# Buon compleanno andrealila



## Fiammetta (5 Dicembre 2016)

@andrealila ti auguro il miglior compleanno di sempre :inlove: :amici: :cincin:

AUGURIIIIIIIIIIIIIII


----------



## Skorpio (5 Dicembre 2016)

*...*

Auguri!!!


----------



## Tradito? (5 Dicembre 2016)

buon compleanno !!


----------



## Brunetta (5 Dicembre 2016)

Auguri!


----------



## Nocciola (5 Dicembre 2016)

auguri!!!!!


----------



## Piperita (5 Dicembre 2016)

Auguri!


----------



## Andrea Lila (5 Dicembre 2016)

Ma grazie!!!! 


Mi sa che sto invecchiando: non mi aspettavo assolutamente degli auguri pubblici e mi sono commossa vedendo il 3d 


Grazie dal profondo del cuore!


----------



## Fiammetta (5 Dicembre 2016)

Andrea Lila ha detto:


> Ma grazie!!!!
> 
> 
> Mi sa che sto invecchiando: non mi aspettavo assolutamente degli auguri pubblici e mi sono commossa vedendo il 3d
> ...


Invecchiando !!!! Sei bellissima .... Gggrrrrrrrr


----------



## Andrea Lila (5 Dicembre 2016)

E' il mio secondo compleanno da "consapevole". Nel 2014 lui accompagnò il regalo con una lettera stupenda che mi commosse ma di cui, ovviamente, non conoscevo il significato profondo: aveva smesso da un anno di frequentare la tipa e si sentiva "libero" finalmente di ri-amarmi (così la leggo col senno di poi).

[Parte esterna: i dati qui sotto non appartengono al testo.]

impl DecodeState {
    fn new(n_channels: usize) -> Self {
        Self {
            current_kind: None,
            window: None,
            pulses: vec![[None; MAX_PULSES]; n_channels],
        }
    }

    /// Handle the next word. Non-fatal problems are returned as errors too; the caller decides
    /// whether to keep going.
    fn process_word(
        &mut self,
        event: &mut Event,
        index: usize,
        word: u32,
    ) -> Result<(), DecodeError> {
        if is_type_defining(word) {
            let tag = type_tag(word);
            event.mode.insert_tag(tag);
            self.window = None;
            let kind = WordKind::try_from(tag)
                .map_err(|_| DecodeError::UnknownTypeTag { tag, index, word })?;
            self.current_kind = Some(kind);
            self.start_block(event, kind, index, word)
        } else {
            match self.current_kind {
                Some(kind) => self.continue_block(event, kind, index, word),
                None => Err(DecodeError::UnexpectedContinuation { index, word }),
            }
        }
    }

    fn start_block(
        &mut self,
        event: &mut Event,
        kind: WordKind,
        index: usize,
        word: u32,
    ) -> Result<(), DecodeError> {
        match kind {
            WordKind::EventHeader => Err(DecodeError::MisplacedEventHeader { index, word }),
            WordKind::TriggerTime => {
                event.trigger_times.push(trigger_time(word));
                Ok(())
            }
            WordKind::WindowRawData => {
                let ch = channel(word);
                let remaining = window_word_count(word);
                if let Some(data) = event.channels.get_mut(ch) {
                    data.raw.clear();
                    self.window = Some(WindowBlock {
                        channel: Some(ch),
                        remaining,
                    });
                    Ok(())
                } else {
                    // Still swallow the samples so they aren't reported as strays
                    self.window = Some(WindowBlock {
                        channel: None,
                        remaining,
                    });
                    Err(DecodeError::ChannelOutOfRange {
                        channel: ch,
                        n_channels: event.n_channels(),
                        index,
                    })
                }
            }
            WordKind::PulseIntegral | WordKind::PulseTime => self.record_pulse(kind, index, word),
            WordKind::PulseRawData | WordKind::Scaler => {
                Err(DecodeError::UnsupportedType(kind, index))
            }
            WordKind::BlockHeader
            | WordKind::BlockTrailer
            | WordKind::InvalidData
            | WordKind::FillerWord => Ok(()),
        }
    }

    fn continue_block(
        &mut self,
        event: &mut Event,
        kind: WordKind,
        index: usize,
        word: u32,
    ) -> Result<(), DecodeError> {
        match kind {
            WordKind::TriggerTime => {
                event.trigger_times.push(trigger_time(word));
                Ok(())
            }
            WordKind::WindowRawData => self.fill_window(event, index, word),
            WordKind::PulseIntegral | WordKind::PulseTime => self.record_pulse(kind, index, word),
            WordKind::EventHeader => Err(DecodeError::UnexpectedContinuation { index, word }),
            // Payload of unsupported or ignored blocks
            _ => Ok(()),
        }
    }

    fn fill_window(&mut self, event: &mut Event, index: usize, word: u32) -> Result<(), DecodeError> {
        match self.window.as_mut() {
            Some(block) if block.remaining > 0 => {
                block.remaining -= 1;
                if let Some(data) = block.channel.and_then(|ch| event.channels.get_mut(ch)) {
                    data.raw.extend(unpack_samples(word).into_iter().flatten());
                }
                Ok(())
            }
            _ => Err(DecodeError::UnexpectedContinuation { index, word }),
        }
    }

    fn record_pulse(&mut self, kind: WordKind, index: usize, word: u32) -> Result<(), DecodeError> {
        let n_channels = self.pulses.len();
        let ch = channel(word);
        let slots = self
            .pulses
            .get_mut(ch)
            .ok_or(DecodeError::ChannelOutOfRange {
                channel: ch,
                n_channels,
                index,
            })?;
        let pulse = slots[pulse_slot(word)].get_or_insert_with(PulseAccumulator::default);
        match kind {
            WordKind::PulseIntegral => pulse.integral = pulse_integral(word),
            WordKind::PulseTime => pulse.time = pulse_time(word),
            _ => (),
        }
        Ok(())
    }

    /// Turn every pulse slot that received data into a Peak on its channel
    fn flush_pulses(self, event: &mut Event, clock_mhz: f64) {
        for (data, slots) in event.channels.iter_mut().zip(self.pulses) {
            data.peaks
                .extend(slots.into_iter().flatten().map(|pulse| Peak {
                    integral: pulse.integral as f64,
                    time: pulse.time as f64 * PULSE_TIME_NS_MHZ / clock_mhz,
                    ..Default::default()
                }));
        }
    }
}

/// Decoder turns a buffer of FADC250 words into an Event.
///
/// The decoder keeps no state between calls; the only setting is the digitizer clock used to
/// convert hardware pulse times to ns. Reference: the JLab FADC250 user manual, "Data Format".
#[derive(Debug, Clone, Copy, PartialEq)]
pub struct Decoder {
    clock_mhz: f64,
}

impl Default for Decoder {
    fn default() -> Self {
        Self::new(DEFAULT_CLOCK_MHZ)
    }
}

impl Decoder {
    /// Create a new Decoder for a digitizer running at `clock_mhz`
    pub fn new(clock_mhz: f64) -> Self {
        Self { clock_mhz }
    }

    pub fn clock_mhz(&self) -> f64 {
        self.clock_mhz
    }

    pub fn set_clock_mhz(&mut self, clock_mhz: f64) {
        self.clock_mhz = clock_mhz;
    }

    /// Decode a buffer into a new Event with `n_channels` channels.
    ///
    /// A fatal error drops the partially decoded event.
    pub fn decode(&self, buffer: &[u32], n_channels: usize) -> Result<Event, DecodeError> {
        let mut event = Event::new(n_channels);
        self.decode_into(&mut event, buffer)?;
        Ok(event)
    }

    /// Decode the FADC payload of a readout bank, skipping the bank header words
    pub fn decode_bank(&self, buffer: &[u32], n_channels: usize) -> Result<Event, DecodeError> {
        match buffer.get(BANK_HEADER_WORDS..) {
            Some(payload) => self.decode(payload, n_channels),
            None => {
                spdlog::error!("FADC250 bank of {} words has no payload", buffer.len());
                Err(DecodeError::MalformedHeader(None))
            }
        }
    }

    /// Decode a buffer into an existing Event, reusing its channel storage.
    ///
    /// The event is cleared first. If the header is bad the event is left cleared. Any other
    /// fatal error stops the decode and leaves whatever was decoded so far in the event; that
    /// content should not be treated as valid. Non-fatal problems are logged and skipped.
    pub fn decode_into(&self, event: &mut Event, buffer: &[u32]) -> Result<(), DecodeError> {
        event.clear();

        let header = match buffer.first() {
            Some(&word) if is_type_defining(word) && type_tag(word) == WordKind::EventHeader.tag() => {
                word
            }
            first => {
                let e = DecodeError::MalformedHeader(first.copied());
                spdlog::error!("{e}");
                return Err(e);
            }
        };
        event.number = event_number(header);
        event.mode.insert(WordKind::EventHeader);

        let mut state = DecodeState::new(event.n_channels());
        for (index, &word) in buffer.iter().enumerate().skip(1) {
            if let Err(e) = state.process_word(event, index, word) {
                if e.is_fatal() {
                    spdlog::error!("{e}");
                    return Err(e);
                }
                spdlog::warn!("{e}");
            }
        }
        state.flush_pulses(event, self.clock_mhz);

        spdlog::trace!(
            "Decoded FADC250 event {} with mode {:?} from {} words",
            event.number,
            event.mode,
            buffer.len()
        );
        Ok(())
    }
}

Solo 13 giorni dopo scopro quasi tutto e trascorro uno dei più brutti Natali di sempre. La notte di capodanno scrivo una lettera a noi due e la bruciamo insieme giurandoci amore eterno. Peccato che ancora nove giorni dopo mi si spalanchi l'universo intero della verità ... Dopo un mesetto approdo qui e ci rimango; piano piano vi conosco un po' e con qualcuno/a diventiamo quasi (lo metto solo perchè non ci si frequenta di persona) amici. Ogni tanto stacco  perchè mi fa male rileggere di dolori che conosco bene il cui eco a volte ancora rimbomba fra le pareti del cuore, ma il legame ormai è forte, credo indelebile: non sarei a questo punto se non avessi passato nottate intere a leggervi, a interrogarmi sulle questioni che mi ponevate e a sentirmi vicina a coloro che attraversavano gli stessi miei sentieri di spine. E' stato un balsamo avervi accanto. Grazie a chi mi ha ascoltata qui e al telefono, a chi mi ha consigliata, a chi mi ha cazziata, a chi mi ha abbracciata quando non avevo nessun altro a farlo, grazie per avermi sostenuta e compresa, grazie di cuore!


----------



## Fiammetta (5 Dicembre 2016)

Andrea Lila ha detto:


> E' il mio secondo compleanno da "consapevole". Nel 2014 lui accompagnò il regalo con una lettera stupenda che mi commosse ma di cui, ovviamente, non conoscevo il significato profondo: aveva smesso da un anno di frequentare la tipa e si sentiva "libero" finalmente di ri-amarmi (così la leggo col senno di poi).
> 
> Solo 13 giorni dopo scopro quasi tutto e trascorro uno dei più brutti Natali di sempre. La notte di capodanno scrivo una lettera a noi due e la bruciamo insieme giurandoci amore eterno. Peccato che ancora nove giorni dopo mi si spalanchi l'universo intero della verità ... Dopo un mesetto approdo qui e ci rimango; piano piano vi conosco un po' e con qualcuno/a diventiamo quasi (lo metto solo perchè non ci si frequenta di persona) amici. Ogni tanto stacco  perchè mi fa male rileggere di dolori che conosco bene il cui eco a volte ancora rimbomba fra le pareti del cuore, ma il legame ormai è forte, credo indelebile: non sarei a questo punto se non avessi passato nottate intere a leggervi, a interrogarmi sulle questioni che mi ponevate e a sentirmi vicina a coloro che attraversavano gli stessi miei sentieri di spine. E' stato un balsamo avervi accanto. Grazie a chi mi ha ascoltata qui e al telefono, a chi mi ha consigliata, a chi mi ha cazziata, a chi mi ha abbracciata quando non avevo nessun altro a farlo, grazie per avermi sostenuta e compresa, grazie di cuore!
> 
> View attachment 12220


Io e te ci dobbiamo assolutamente incontrare :inlove:


----------



## banshee (5 Dicembre 2016)

"Che tu possa avere sempre il vento in poppa, che il sole ti risplenda in viso e che il vento del destino ti porti in alto a danzare con le stelle" ..lo trovo perfetto per te.
Auguri anche qui...sei splendente in tutto e per tutto e sono davvero contenta di averti conosciuta.
Uno dei motivi per cui ringrazio questo posto anche se lo sento ora così distante..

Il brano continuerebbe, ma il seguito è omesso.